Work item >> State the number of lines below in which the word "successfully" appears. Nothing else belongs in the answer.

Dataset records >>
##############################
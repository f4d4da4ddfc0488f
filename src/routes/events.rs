use axum::{
    extract::{Multipart, Path, Query, State},
    http::StatusCode,
    response::Json,
};
use chrono::Utc;
use uuid::Uuid;

use crate::{
    dto::{
        event_dto::{
            EventDetailResponse, EventForm, EventListQuery, EventListResponse,
            ManageRegistrationsResponse, MyEventEntry, NgoEventsResponse,
        },
        flash::{FlashMessage, FlashResponse},
    },
    error::Result,
    middleware::auth::{CurrentUser, MaybeUser},
    services::registration_service::{ReviewOutcome, WithdrawOutcome},
    utils::form::FormData,
    AppState,
};

const NGO_EVENTS: &str = "/events/ngo-events/";

#[utoipa::path(
    get,
    path = "/events/",
    params(
        ("search" = Option<String>, Query, description = "Matches title, description or location"),
        ("status" = Option<String>, Query, description = "published | ongoing | completed")
    ),
    responses((status = 200, description = "Upcoming events", body = EventListResponse))
)]
#[axum::debug_handler]
pub async fn list_events(
    State(state): State<AppState>,
    Query(query): Query<EventListQuery>,
) -> Result<Json<EventListResponse>> {
    let events = state.event_service.list_public(query, Utc::now()).await?;
    Ok(Json(events))
}

#[utoipa::path(
    get,
    path = "/events/{id}/",
    params(("id" = Uuid, Path, description = "Event ID")),
    responses(
        (status = 200, description = "Event with seats and approved volunteers", body = EventDetailResponse),
        (status = 404, description = "Event not found")
    )
)]
#[axum::debug_handler]
pub async fn event_detail(
    State(state): State<AppState>,
    MaybeUser(viewer): MaybeUser,
    Path(id): Path<Uuid>,
) -> Result<Json<EventDetailResponse>> {
    let detail = state
        .event_service
        .detail(id, viewer.as_ref(), Utc::now())
        .await?;
    Ok(Json(detail))
}

#[utoipa::path(
    post,
    path = "/events/create/",
    responses(
        (status = 201, description = "Event created with a pending certificate", body = FlashResponse),
        (status = 400, description = "Invalid form or missing certificate"),
        (status = 403, description = "Caller is not an approved NGO")
    )
)]
#[axum::debug_handler]
pub async fn create_event(
    State(state): State<AppState>,
    CurrentUser(user): CurrentUser,
    multipart: Multipart,
) -> Result<FlashResponse> {
    let mut form = FormData::from_multipart(multipart).await?;
    let image = form.take_file("image");
    let certificate = form.take_file("certificate_file");
    let fields = EventForm::from_form(&form)?;

    let event = state
        .event_service
        .create(&user, fields, image, certificate)
        .await?;
    FlashResponse::redirect(NGO_EVENTS)
        .with_status(StatusCode::CREATED)
        .success("Event created successfully! Certificate is pending admin approval.")
        .data(&event)
}

#[utoipa::path(
    post,
    path = "/events/{id}/edit/",
    params(("id" = Uuid, Path, description = "Event ID")),
    responses(
        (status = 200, description = "Event updated", body = FlashResponse),
        (status = 403, description = "Not the owning NGO"),
        (status = 404, description = "Event not found")
    )
)]
#[axum::debug_handler]
pub async fn edit_event(
    State(state): State<AppState>,
    CurrentUser(user): CurrentUser,
    Path(id): Path<Uuid>,
    multipart: Multipart,
) -> Result<FlashResponse> {
    let mut form = FormData::from_multipart(multipart).await?;
    let image = form.take_file("image");
    let certificate = form.take_file("certificate_file");
    let fields = EventForm::from_form(&form)?;

    let replaced = state
        .event_service
        .update(&user, id, fields, image, certificate)
        .await?;
    let mut flash = FlashResponse::redirect(NGO_EVENTS);
    if replaced {
        flash = flash.message(FlashMessage::info(
            "New certificate uploaded. Waiting for admin approval.",
        ));
    }
    Ok(flash.success("Event updated successfully!"))
}

#[utoipa::path(
    post,
    path = "/events/{id}/delete/",
    params(("id" = Uuid, Path, description = "Event ID")),
    responses(
        (status = 200, description = "Event deleted", body = FlashResponse),
        (status = 403, description = "Not the owning NGO")
    )
)]
#[axum::debug_handler]
pub async fn delete_event(
    State(state): State<AppState>,
    CurrentUser(user): CurrentUser,
    Path(id): Path<Uuid>,
) -> Result<FlashResponse> {
    state.event_service.delete(&user, id).await?;
    Ok(FlashResponse::redirect(NGO_EVENTS).success("Event deleted successfully!"))
}

#[utoipa::path(
    post,
    path = "/events/{id}/register/",
    params(("id" = Uuid, Path, description = "Event ID")),
    responses(
        (status = 201, description = "Application submitted", body = FlashResponse),
        (status = 403, description = "Only volunteers can apply"),
        (status = 409, description = "Past, full or already applied")
    )
)]
#[axum::debug_handler]
pub async fn register_for_event(
    State(state): State<AppState>,
    CurrentUser(user): CurrentUser,
    Path(id): Path<Uuid>,
) -> Result<FlashResponse> {
    let registration = state
        .registration_service
        .register(&user, id, Utc::now())
        .await?;
    FlashResponse::redirect(format!("/events/{}/", id))
        .with_status(StatusCode::CREATED)
        .success("Application submitted! Waiting for NGO approval.")
        .data(&registration)
}

#[utoipa::path(
    post,
    path = "/events/registration/{id}/withdraw/",
    params(("id" = Uuid, Path, description = "Registration ID")),
    responses(
        (status = 200, description = "Withdrawn, or already withdrawn", body = FlashResponse),
        (status = 404, description = "Registration not found"),
        (status = 409, description = "Rejected applications cannot be withdrawn")
    )
)]
#[axum::debug_handler]
pub async fn withdraw_registration(
    State(state): State<AppState>,
    CurrentUser(user): CurrentUser,
    Path(id): Path<Uuid>,
) -> Result<FlashResponse> {
    let flash = FlashResponse::redirect("/events/my-events/");
    Ok(match state.registration_service.withdraw(&user, id).await? {
        WithdrawOutcome::Withdrawn => flash.success("You have withdrawn from the event."),
        WithdrawOutcome::AlreadyWithdrawn => flash.message(FlashMessage::warning(
            "You have already withdrawn from this event.",
        )),
    })
}

#[utoipa::path(
    get,
    path = "/events/my-events/",
    responses(
        (status = 200, description = "Caller's active applications", body = [MyEventEntry]),
        (status = 403, description = "Not a volunteer")
    )
)]
#[axum::debug_handler]
pub async fn my_events(
    State(state): State<AppState>,
    CurrentUser(user): CurrentUser,
) -> Result<Json<Vec<MyEventEntry>>> {
    Ok(Json(state.registration_service.my_events(&user).await?))
}

#[utoipa::path(
    get,
    path = "/events/ngo-events/",
    responses(
        (status = 200, description = "Events of the caller's organization", body = NgoEventsResponse),
        (status = 403, description = "Not an NGO")
    )
)]
#[axum::debug_handler]
pub async fn ngo_events(
    State(state): State<AppState>,
    CurrentUser(user): CurrentUser,
) -> Result<Json<NgoEventsResponse>> {
    Ok(Json(state.event_service.ngo_events(&user, Utc::now()).await?))
}

#[utoipa::path(
    get,
    path = "/events/{id}/manage/",
    params(("id" = Uuid, Path, description = "Event ID")),
    responses(
        (status = 200, description = "Applications for the event", body = ManageRegistrationsResponse),
        (status = 403, description = "Not the owning NGO")
    )
)]
#[axum::debug_handler]
pub async fn manage_registrations(
    State(state): State<AppState>,
    CurrentUser(user): CurrentUser,
    Path(id): Path<Uuid>,
) -> Result<Json<ManageRegistrationsResponse>> {
    let view = state
        .registration_service
        .manage(&user, id, Utc::now())
        .await?;
    Ok(Json(view))
}

#[utoipa::path(
    post,
    path = "/events/registration/{id}/approve/",
    params(("id" = Uuid, Path, description = "Registration ID")),
    responses(
        (status = 200, description = "Registration approved", body = FlashResponse),
        (status = 403, description = "Not the owning NGO"),
        (status = 409, description = "Event full or registration not pending")
    )
)]
#[axum::debug_handler]
pub async fn approve_registration(
    State(state): State<AppState>,
    CurrentUser(user): CurrentUser,
    Path(id): Path<Uuid>,
) -> Result<FlashResponse> {
    let (registration, username, outcome) =
        state.registration_service.approve(&user, id).await?;
    let flash = FlashResponse::redirect(format!("/events/{}/manage/", registration.event_id));
    let flash = match outcome {
        ReviewOutcome::Changed => flash.success(format!("{} has been approved!", username)),
        ReviewOutcome::Unchanged => flash.message(FlashMessage::info(format!(
            "{} is already approved.",
            username
        ))),
    };
    flash.data(&registration)
}

#[utoipa::path(
    post,
    path = "/events/registration/{id}/reject/",
    params(("id" = Uuid, Path, description = "Registration ID")),
    responses(
        (status = 200, description = "Registration rejected", body = FlashResponse),
        (status = 403, description = "Not the owning NGO"),
        (status = 409, description = "Registration not pending")
    )
)]
#[axum::debug_handler]
pub async fn reject_registration(
    State(state): State<AppState>,
    CurrentUser(user): CurrentUser,
    Path(id): Path<Uuid>,
) -> Result<FlashResponse> {
    let (registration, username) = state.registration_service.reject(&user, id).await?;
    FlashResponse::redirect(format!("/events/{}/manage/", registration.event_id))
        .success(format!("{} has been rejected.", username))
        .data(&registration)
}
##############################
Solution below >> 3